• _Problem statement_
Could you reproduce every record below exactly as it stands?

• _Data_
use std::convert::Infallible;
use std::net::SocketAddr;
use std::sync::Arc;
use std::time::Instant;

use serde_json::json;
use tracing::{error, info};
use uuid::Uuid;
use warp::http::header::{HeaderName, HeaderValue};
use warp::http::{Method, StatusCode};
use warp::path::FullPath;
use warp::{Filter, Rejection, Reply};

use crate::errors::ServiceError;
use crate::messaging::WorkLog;
use crate::results::TaskResults;
use crate::status_store::StatusStore;
use crate::submitter::Submitter;

pub mod sse;
pub mod tasks;

impl warp::reject::Reject for ServiceError {}

/// Shared handles for every route.
#[derive(Clone)]
pub struct AppState {
  pub submitter: Arc<Submitter>,
  pub results: TaskResults,
  pub status: Arc<StatusStore>,
}

impl AppState {
  pub fn new(log: Arc<dyn WorkLog>, status: Arc<StatusStore>) -> Self {
    Self {
      submitter: Arc::new(Submitter::new(log, status.clone())),
      results: TaskResults::new(status.clone()),
      status,
    }
  }
}

pub fn with_state(state: AppState) -> impl Filter<Extract = (AppState,), Error = Infallible> + Clone {
  warp::any().map(move || state.clone())
}

pub fn routes(state: AppState) -> impl Filter<Extract = (impl Reply,), Error = Infallible> + Clone {
  tasks::task_routes(state.clone())
    .or(sse::sse_route(state))
    .recover(handle_rejection)
}

/// The served surface: [`routes`] plus CORS and per-request id, timing and logging.
pub fn api(
  state: AppState,
  cors_origins: &[String],
) -> impl Filter<Extract = impl Reply + use<>, Error = Infallible> + Clone + use<> {
  request_context()
    .and(routes(state))
    .map(|ctx: RequestContext, reply| finish_request(ctx, reply))
    .with(cors(cors_origins))
    .recover(handle_rejection)
}

pub fn cors(origins: &[String]) -> warp::cors::Builder {
  warp::cors()
    .allow_origins(origins.iter().map(String::as_str))
    .allow_methods([
      Method::GET,
      Method::POST,
      Method::PUT,
      Method::PATCH,
      Method::DELETE,
      Method::OPTIONS,
    ])
    .allow_headers(["accept", "authorization", "content-type", "x-requested-with"])
    .expose_headers(["x-request-id", "x-process-time"])
    .allow_credentials(true)
}

struct RequestContext {
  id: Uuid,
  method: Method,
  path: String,
  started: Instant,
}

fn request_context() -> impl Filter<Extract = (RequestContext,), Error = Infallible> + Clone {
  warp::method()
    .and(warp::path::full())
    .and(warp::addr::remote())
    .map(|method: Method, path: FullPath, client: Option<SocketAddr>| {
      let ctx = RequestContext {
        id: Uuid::new_v4(),
        method,
        path: path.as_str().to_string(),
        started: Instant::now(),
      };
      info!(request_id = %ctx.id, method = %ctx.method, path = %ctx.path, client = ?client, "Request started");
      ctx
    })
}

fn finish_request(ctx: RequestContext, reply: impl Reply) -> warp::reply::Response {
  let mut res = reply.into_response();
  let elapsed = ctx.started.elapsed().as_secs_f64();
  info!(
    request_id = %ctx.id,
    method = %ctx.method,
    path = %ctx.path,
    status = res.status().as_u16(),
    elapsed_secs = elapsed,
    "Request completed"
  );
  let headers = res.headers_mut();
  if let Ok(id) = HeaderValue::from_str(&ctx.id.to_string()) {
    headers.insert(HeaderName::from_static("x-request-id"), id);
  }
  if let Ok(took) = HeaderValue::from_str(&format!("{:.3}", elapsed)) {
    headers.insert(HeaderName::from_static("x-process-time"), took);
  }
  res
}

pub fn status_code(err: &ServiceError) -> StatusCode {
  match err {
    ServiceError::Validation(_) | ServiceError::InvalidFile { .. } | ServiceError::TaskNotComplete { .. } => {
      StatusCode::BAD_REQUEST
    }
    ServiceError::TaskNotFound(_) | ServiceError::ArtifactsExpired(_) => StatusCode::NOT_FOUND,
    ServiceError::BrokerUnavailable(_) => StatusCode::SERVICE_UNAVAILABLE,
    ServiceError::NoProcessedFiles(_) | ServiceError::CorruptStatus { .. } => StatusCode::INTERNAL_SERVER_ERROR,
  }
}

fn details(err: &ServiceError) -> serde_json::Value {
  match err {
    ServiceError::InvalidFile { filename, reason } => json!({"filename": filename, "reason": reason}),
    ServiceError::BrokerUnavailable(_) => json!({"service": "redis", "retryable": true}),
    ServiceError::TaskNotFound(task_id)
    | ServiceError::ArtifactsExpired(task_id)
    | ServiceError::NoProcessedFiles(task_id) => json!({"task_id": task_id}),
    ServiceError::TaskNotComplete { task_id, state } => json!({"task_id": task_id, "state": state}),
    ServiceError::CorruptStatus { task_id, reason } => json!({"task_id": task_id, "reason": reason}),
    ServiceError::Validation(_) => json!({}),
  }
}

pub fn error_reply(err: &ServiceError) -> warp::reply::WithStatus<warp::reply::Json> {
  let body = json!({
    "error": err.kind(),
    "message": err.to_string(),
    "details": details(err),
  });
  warp::reply::with_status(warp::reply::json(&body), status_code(err))
}

pub async fn handle_rejection(err: Rejection) -> Result<impl Reply, Infallible> {
  if let Some(e) = err.find::<ServiceError>() {
    return Ok(error_reply(e));
  }

  let (code, kind, message) = if err.is_not_found() {
    (StatusCode::NOT_FOUND, "NotFound", "Resource not found".to_string())
  } else if let Some(e) = err.find::<warp::cors::CorsForbidden>() {
    (StatusCode::FORBIDDEN, "Forbidden", e.to_string())
  } else if err.find::<warp::reject::MethodNotAllowed>().is_some() {
    (StatusCode::METHOD_NOT_ALLOWED, "MethodNotAllowed", "Method not allowed".to_string())
  } else if err.find::<warp::reject::PayloadTooLarge>().is_some() {
    (StatusCode::PAYLOAD_TOO_LARGE, "PayloadTooLarge", "Upload is too large".to_string())
  } else if let Some(e) = err.find::<warp::reject::InvalidQuery>() {
    (StatusCode::BAD_REQUEST, "ValidationError", e.to_string())
  } else if let Some(e) = err.find::<warp::reject::InvalidHeader>() {
    (StatusCode::BAD_REQUEST, "ValidationError", e.to_string())
  } else {
    error!("Unhandled rejection: {:?}", err);
    (StatusCode::INTERNAL_SERVER_ERROR, "InternalError", "Internal server error".to_string())
  };
  let body = json!({"error": kind, "message": message, "details": {}});
  Ok(warp::reply::with_status(warp::reply::json(&body), code))
}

• _Output for this exercise_
use std::convert::Infallible;
use std::net::SocketAddr;
use std::sync::Arc;
use std::time::Instant;

use serde_json::json;
use tracing::{error, info};
use uuid::Uuid;
use warp::http::header::{HeaderName, HeaderValue};
use warp::http::{Method, StatusCode};
use warp::path::FullPath;
use warp::{Filter, Rejection, Reply};

use crate::errors::ServiceError;
use crate::messaging::WorkLog;
use crate::results::TaskResults;
use crate::status_store::StatusStore;
use crate::submitter::Submitter;

pub mod sse;
pub mod tasks;

impl warp::reject::Reject for ServiceError {}

/// Shared handles for every route.
#[derive(Clone)]
pub struct AppState {
  pub submitter: Arc<Submitter>,
  pub results: TaskResults,
  pub status: Arc<StatusStore>,
}

impl AppState {
  pub fn new(log: Arc<dyn WorkLog>, status: Arc<StatusStore>) -> Self {
    Self {
      submitter: Arc::new(Submitter::new(log, status.clone())),
      results: TaskResults::new(status.clone()),
      status,
    }
  }
}

pub fn with_state(state: AppState) -> impl Filter<Extract = (AppState,), Error = Infallible> + Clone {
  warp::any().map(move || state.clone())
}

pub fn routes(state: AppState) -> impl Filter<Extract = (impl Reply,), Error = Infallible> + Clone {
  tasks::task_routes(state.clone())
    .or(sse::sse_route(state))
    .recover(handle_rejection)
}

/// The served surface: [`routes`] plus CORS and per-request id, timing and logging.
pub fn api(
  state: AppState,
  cors_origins: &[String],
) -> impl Filter<Extract = impl Reply + use<>, Error = Infallible> + Clone + use<> {
  request_context()
    .and(routes(state))
    .map(|ctx: RequestContext, reply| finish_request(ctx, reply))
    .with(cors(cors_origins))
    .recover(handle_rejection)
}

pub fn cors(origins: &[String]) -> warp::cors::Builder {
  warp::cors()
    .allow_origins(origins.iter().map(String::as_str))
    .allow_methods([
      Method::GET,
      Method::POST,
      Method::PUT,
      Method::PATCH,
      Method::DELETE,
      Method::OPTIONS,
    ])
    .allow_headers(["accept", "authorization", "content-type", "x-requested-with"])
    .expose_headers(["x-request-id", "x-process-time"])
    .allow_credentials(true)
}

struct RequestContext {
  id: Uuid,
  method: Method,
  path: String,
  started: Instant,
}

fn request_context() -> impl Filter<Extract = (RequestContext,), Error = Infallible> + Clone {
  warp::method()
    .and(warp::path::full())
    .and(warp::addr::remote())
    .map(|method: Method, path: FullPath, client: Option<SocketAddr>| {
      let ctx = RequestContext {
        id: Uuid::new_v4(),
        method,
        path: path.as_str().to_string(),
        started: Instant::now(),
      };
      info!(request_id = %ctx.id, method = %ctx.method, path = %ctx.path, client = ?client, "Request started");
      ctx
    })
}

fn finish_request(ctx: RequestContext, reply: impl Reply) -> warp::reply::Response {
  let mut res = reply.into_response();
  let elapsed = ctx.started.elapsed().as_secs_f64();
  info!(
    request_id = %ctx.id,
    method = %ctx.method,
    path = %ctx.path,
    status = res.status().as_u16(),
    elapsed_secs = elapsed,
    "Request completed"
  );
  let headers = res.headers_mut();
  if let Ok(id) = HeaderValue::from_str(&ctx.id.to_string()) {
    headers.insert(HeaderName::from_static("x-request-id"), id);
  }
  if let Ok(took) = HeaderValue::from_str(&format!("{:.3}", elapsed)) {
    headers.insert(HeaderName::from_static("x-process-time"), took);
  }
  res
}

pub fn status_code(err: &ServiceError) -> StatusCode {
  match err {
    ServiceError::Validation(_) | ServiceError::InvalidFile { .. } | ServiceError::TaskNotComplete { .. } => {
      StatusCode::BAD_REQUEST
    }
    ServiceError::TaskNotFound(_) | ServiceError::ArtifactsExpired(_) => StatusCode::NOT_FOUND,
    ServiceError::BrokerUnavailable(_) => StatusCode::SERVICE_UNAVAILABLE,
    ServiceError::NoProcessedFiles(_) | ServiceError::CorruptStatus { .. } => StatusCode::INTERNAL_SERVER_ERROR,
  }
}

fn details(err: &ServiceError) -> serde_json::Value {
  match err {
    ServiceError::InvalidFile { filename, reason } => json!({"filename": filename, "reason": reason}),
    ServiceError::BrokerUnavailable(_) => json!({"service": "redis", "retryable": true}),
    ServiceError::TaskNotFound(task_id)
    | ServiceError::ArtifactsExpired(task_id)
    | ServiceError::NoProcessedFiles(task_id) => json!({"task_id": task_id}),
    ServiceError::TaskNotComplete { task_id, state } => json!({"task_id": task_id, "state": state}),
    ServiceError::CorruptStatus { task_id, reason } => json!({"task_id": task_id, "reason": reason}),
    ServiceError::Validation(_) => json!({}),
  }
}

pub fn error_reply(err: &ServiceError) -> warp::reply::WithStatus<warp::reply::Json> {
  let body = json!({
    "error": err.kind(),
    "message": err.to_string(),
    "details": details(err),
  });
  warp::reply::with_status(warp::reply::json(&body), status_code(err))
}

pub async fn handle_rejection(err: Rejection) -> Result<impl Reply, Infallible> {
  if let Some(e) = err.find::<ServiceError>() {
    return Ok(error_reply(e));
  }

  let (code, kind, message) = if err.is_not_found() {
    (StatusCode::NOT_FOUND, "NotFound", "Resource not found".to_string())
  } else if let Some(e) = err.find::<warp::cors::CorsForbidden>() {
    (StatusCode::FORBIDDEN, "Forbidden", e.to_string())
  } else if err.find::<warp::reject::MethodNotAllowed>().is_some() {
    (StatusCode::METHOD_NOT_ALLOWED, "MethodNotAllowed", "Method not allowed".to_string())
  } else if err.find::<warp::reject::PayloadTooLarge>().is_some() {
    (StatusCode::PAYLOAD_TOO_LARGE, "PayloadTooLarge", "Upload is too large".to_string())
  } else if let Some(e) = err.find::<warp::reject::InvalidQuery>() {
    (StatusCode::BAD_REQUEST, "ValidationError", e.to_string())
  } else if let Some(e) = err.find::<warp::reject::InvalidHeader>() {
    (StatusCode::BAD_REQUEST, "ValidationError", e.to_string())
  } else {
    error!("Unhandled rejection: {:?}", err);
    (StatusCode::INTERNAL_SERVER_ERROR, "InternalError", "Internal server error".to_string())
  };
  let body = json!({"error": kind, "message": message, "details": {}});
  Ok(warp::reply::with_status(warp::reply::json(&body), code))
}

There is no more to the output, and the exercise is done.